St. Joseph feast deserves holy day of obligation
The Catholic Register, 19 March 2021
Why not decide this year to make St. Joseph’s feast a holy day of obligation? It would be a fitting legacy of the Year of St. Joseph.
Is it possible to entrust the cause of one saint to the intercession of another? Would it ever be necessary? If the former was the greater saint, would it be odd to entrust him to the lesser?
I ask because perhaps it is time to entrust the cause of St. Joseph in Canada to St. Jude, patron saint of hopeless causes.

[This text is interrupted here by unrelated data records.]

//! Engine orchestration: ingestion, search, and ask.
//!
//! Wires the segmenter, embedding cache, providers, knowledge store,
//! ranker, and synthesizer into the three public operations. Each request
//! is an independent unit of work; the only shared mutable state is the
//! store and the cache, both safe for concurrent callers.
//!
//! Ingestion is all-or-nothing per document: every chunk is embedded
//! (cache-checked) before anything is written to the store, so a provider
//! failure mid-document leaves the previous state for that document
//! identifier untouched.

use std::sync::Arc;

use chrono::Utc;

use crate::cache::EmbeddingCache;
use crate::config::EngineConfig;
use crate::embedding::EmbeddingProvider;
use crate::error::{EngineError, EngineResult};
use crate::generation::GenerationProvider;
use crate::models::{
    Answer, Document, DocumentInput, IngestReceipt, KnowledgeBaseStats, SearchHit,
};
use crate::rank::{rank_units, relevance_score, snippet};
use crate::segment::segment_text;
use crate::store::KnowledgeStore;
use crate::synthesize::{
    fallback_answer, synthesize_direct, synthesize_grounded, SynthesisOptions,
};

/// Parameters for the ask operation.
#[derive(Debug, Clone)]
pub struct AskRequest {
    pub question: String,
    /// When false, the generation provider is asked directly and the answer
    /// carries no sources.
    pub use_retrieval: bool,
    /// Free-form caller context, prepended to the assembled prompt.
    pub context: Option<String>,
}

impl AskRequest {
    pub fn new(question: impl Into<String>) -> Self {
        Self {
            question: question.into(),
            use_retrieval: true,
            context: None,
        }
    }
}

/// The retrieval-augmented question-answering engine.
pub struct RagEngine {
    config: EngineConfig,
    store: KnowledgeStore,
    cache: EmbeddingCache,
    embedder: Arc<dyn EmbeddingProvider>,
    generator: Arc<dyn GenerationProvider>,
}

impl RagEngine {
    pub fn new(
        config: EngineConfig,
        cache: EmbeddingCache,
        embedder: Arc<dyn EmbeddingProvider>,
        generator: Arc<dyn GenerationProvider>,
    ) -> Self {
        Self {
            config,
            store: KnowledgeStore::new(),
            cache,
            embedder,
            generator,
        }
    }

    /// Ingest a document: segment, embed (cache-checked), and store.
    ///
    /// Re-ingesting under the same identifier supersedes all prior chunks
    /// for that document. Unchanged chunks hit the embedding cache and cost
    /// no provider calls.
    pub async fn ingest(&self, input: DocumentInput) -> EngineResult<IngestReceipt> {
        validate_input(&input)?;

        let document_id = slugify(&input.title);
        let mut chunks = segment_text(&document_id, &input.text, self.config.max_chunk_chars);

        let mut cache_hits = 0usize;
        let mut cache_misses = 0usize;

        for chunk in &mut chunks {
            match self.cache.lookup(&chunk.fingerprint) {
                Some(embedding) => {
                    chunk.embedding = embedding;
                    cache_hits += 1;
                }
                None => {
                    let embedding = self.embedder.embed(&chunk.text).await?;
                    self.cache.store(&chunk.fingerprint, &embedding);
                    chunk.embedding = embedding;
                    cache_misses += 1;
                }
            }
            chunk.embedded_at = Some(Utc::now());
        }

        let chunk_count = chunks.len();
        let now = Utc::now();
        let document = Document {
            id: document_id.clone(),
            seq: 0, // assigned by the store
            title: input.title,
            category: input.category.unwrap_or_else(|| "General".to_string()),
            source: input.source,
            url: input.url,
            access: input.access,
            text: input.text,
            tags: input.tags,
            metadata: input.metadata,
            created_at: now,
            updated_at: now,
        };

        self.store.upsert(document, chunks);

        tracing::info!(
            document = %document_id,
            chunks = chunk_count,
            cache_hits,
            cache_misses,
            "ingested document"
        );

        Ok(IngestReceipt {
            document_id,
            chunks: chunk_count,
        })
    }

    /// Rank stored chunks against a query.
    ///
    /// `limit` is clamped to the configured maximum; `threshold` defaults
    /// to the configured search threshold. An empty knowledge base returns
    /// an empty list without calling the embedding provider.
    pub async fn search(
        &self,
        query: &str,
        limit: Option<usize>,
        threshold: Option<f32>,
    ) -> EngineResult<Vec<SearchHit>> {
        if query.trim().is_empty() {
            return Err(EngineError::validation("query must not be empty"));
        }

        let limit = limit
            .unwrap_or(self.config.search_limit)
            .clamp(1, self.config.max_search_limit);
        let threshold = threshold.unwrap_or(self.config.search_threshold);

        if self.store.is_empty() {
            return Ok(Vec::new());
        }

        let query_vec = self.embedder.embed(query).await?;
        let ranked = rank_units(&query_vec, self.store.all_chunks(), limit, threshold);

        Ok(ranked
            .into_iter()
            .map(|r| {
                let relevance = relevance_score(query, &r.unit, r.similarity);
                SearchHit {
                    document_id: r.unit.document_id,
                    title: r.unit.title,
                    category: r.unit.category,
                    source: r.unit.source,
                    url: r.unit.url,
                    chunk_id: r.unit.chunk_id,
                    ordinal: r.unit.ordinal,
                    similarity: r.similarity,
                    relevance,
                    snippet: snippet(&r.unit.text),
                }
            })
            .collect())
    }

    /// Answer a question, grounded in retrieved chunks unless the caller
    /// opts out of retrieval.
    pub async fn ask(&self, request: AskRequest) -> EngineResult<Answer> {
        if request.question.trim().is_empty() {
            return Err(EngineError::validation("question must not be empty"));
        }

        if !request.use_retrieval {
            return synthesize_direct(
                self.generator.as_ref(),
                &request.question,
                request.context.as_deref(),
            )
            .await;
        }

        // An empty knowledge base cannot ground anything: skip both
        // provider calls and return the fixed fallback.
        if self.store.is_empty() {
            return Ok(fallback_answer());
        }

        let query_vec = self.embedder.embed(&request.question).await?;
        let ranked = rank_units(
            &query_vec,
            self.store.all_chunks(),
            self.config.search_limit,
            self.config.ask_threshold,
        );

        let opts = SynthesisOptions {
            answer_floor: self.config.answer_floor,
            max_context_chars: self.config.max_context_chars,
        };

        let answer = synthesize_grounded(
            self.generator.as_ref(),
            &request.question,
            &ranked,
            request.context.as_deref(),
            &opts,
        )
        .await?;

        tracing::debug!(
            sources = answer.sources.len(),
            confidence = answer.confidence,
            method = ?answer.method,
            "answered question"
        );

        Ok(answer)
    }

    /// Delete a document and its chunks. Returns the number of chunks
    /// removed.
    pub fn remove(&self, document_id: &str) -> usize {
        self.store.remove(document_id)
    }

    pub fn stats(&self) -> KnowledgeBaseStats {
        self.store.stats()
    }

    /// Number of fingerprints currently in the embedding cache.
    pub fn cached_embeddings(&self) -> usize {
        self.cache.len()
    }
}

fn validate_input(input: &DocumentInput) -> EngineResult<()> {
    for (field, value) in [
        ("title", &input.title),
        ("source", &input.source),
        ("url", &input.url),
        ("text", &input.text),
    ] {
        if value.trim().is_empty() {
            return Err(EngineError::validation(format!(
                "{} is required and must not be empty",
                field
            )));
        }
    }
    Ok(())
}

/// Derive a stable document identifier from the title.
fn slugify(title: &str) -> String {
    let mut slug = String::with_capacity(title.len());
    for c in title.to_lowercase().chars() {
        if c.is_ascii_alphanumeric() {
            slug.push(c);
        } else if (c.is_whitespace() || c == '-') && !slug.ends_with('-') {
            slug.push('-');
        }
    }
    let slug = slug.trim_matches('-');
    if slug.is_empty() {
        "untitled".to_string()
    } else {
        slug.to_string()
    }
}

Please permit a word of explanation. More than 10 years ago, on the occasion of the canonization of St. André Bessette of Montreal, I called for making the solemn feast of St. Joseph (March 19) a holy day of obligation in Canada. He is the patron saint of Canada and patron of the universal Church. St. André’s great work, St. Joseph’s Oratory on Mount Royal, is the largest shrine to St. Joseph in the world.

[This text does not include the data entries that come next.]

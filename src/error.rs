//! Engine error taxonomy.
//!
//! Three failure classes cross the engine boundary:
//!
//! - [`EngineError::Validation`] — malformed ingestion or query fields.
//!   Reported immediately; never reaches a provider.
//! - [`EngineError::Provider`] — an embedding or generation call failed or
//!   timed out. Surfaced to the caller with the provider's name; never
//!   retried inside the engine.
//! - [`EngineError::CacheWrite`] — durable persistence of the embedding
//!   cache failed. Logged and swallowed at the call site; the in-memory
//!   cache stays valid for the rest of the process lifetime.
//!
//! A query with no chunk above threshold is *not* an error: it is a
//! successful [`Answer`](crate::models::Answer) carrying the fallback text
//! and the fixed low-confidence constant.

use thiserror::Error;

#[derive(Debug, Error)]
pub enum EngineError {
    /// A required field is missing or malformed.
    #[error("validation error: {0}")]
    Validation(String),

    /// An embedding or generation provider call failed.
    #[error("{provider} provider error: {message}")]
    Provider { provider: String, message: String },

    /// The embedding cache could not be persisted to disk.
    #[error("cache write failed: {0}")]
    CacheWrite(String),
}

impl EngineError {
    pub fn validation(message: impl Into<String>) -> Self {
        Self::Validation(message.into())
    }

    pub fn provider(provider: impl Into<String>, message: impl Into<String>) -> Self {
        Self::Provider {
            provider: provider.into(),
            message: message.into(),
        }
    }
}

pub type EngineResult<T> = std::result::Result<T, EngineError>;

In this Year of St. Joseph, the pandemic has unfortunately put paid to the annual celebrations for the feast at the Oratory. But why not decide this year to make St. Joseph’s feast a holy day of obligation and celebrate it for the first time next year, when the Oratory and churches across the land will be back to normal? It would be a fitting legacy of the Year of St. Joseph.
The argument that the feast of the national patron, in the country where his greatest shrine is established, should be observed as a holy day like Sunday, does not seem to garner much disagreement in principle. But inertia is powerful.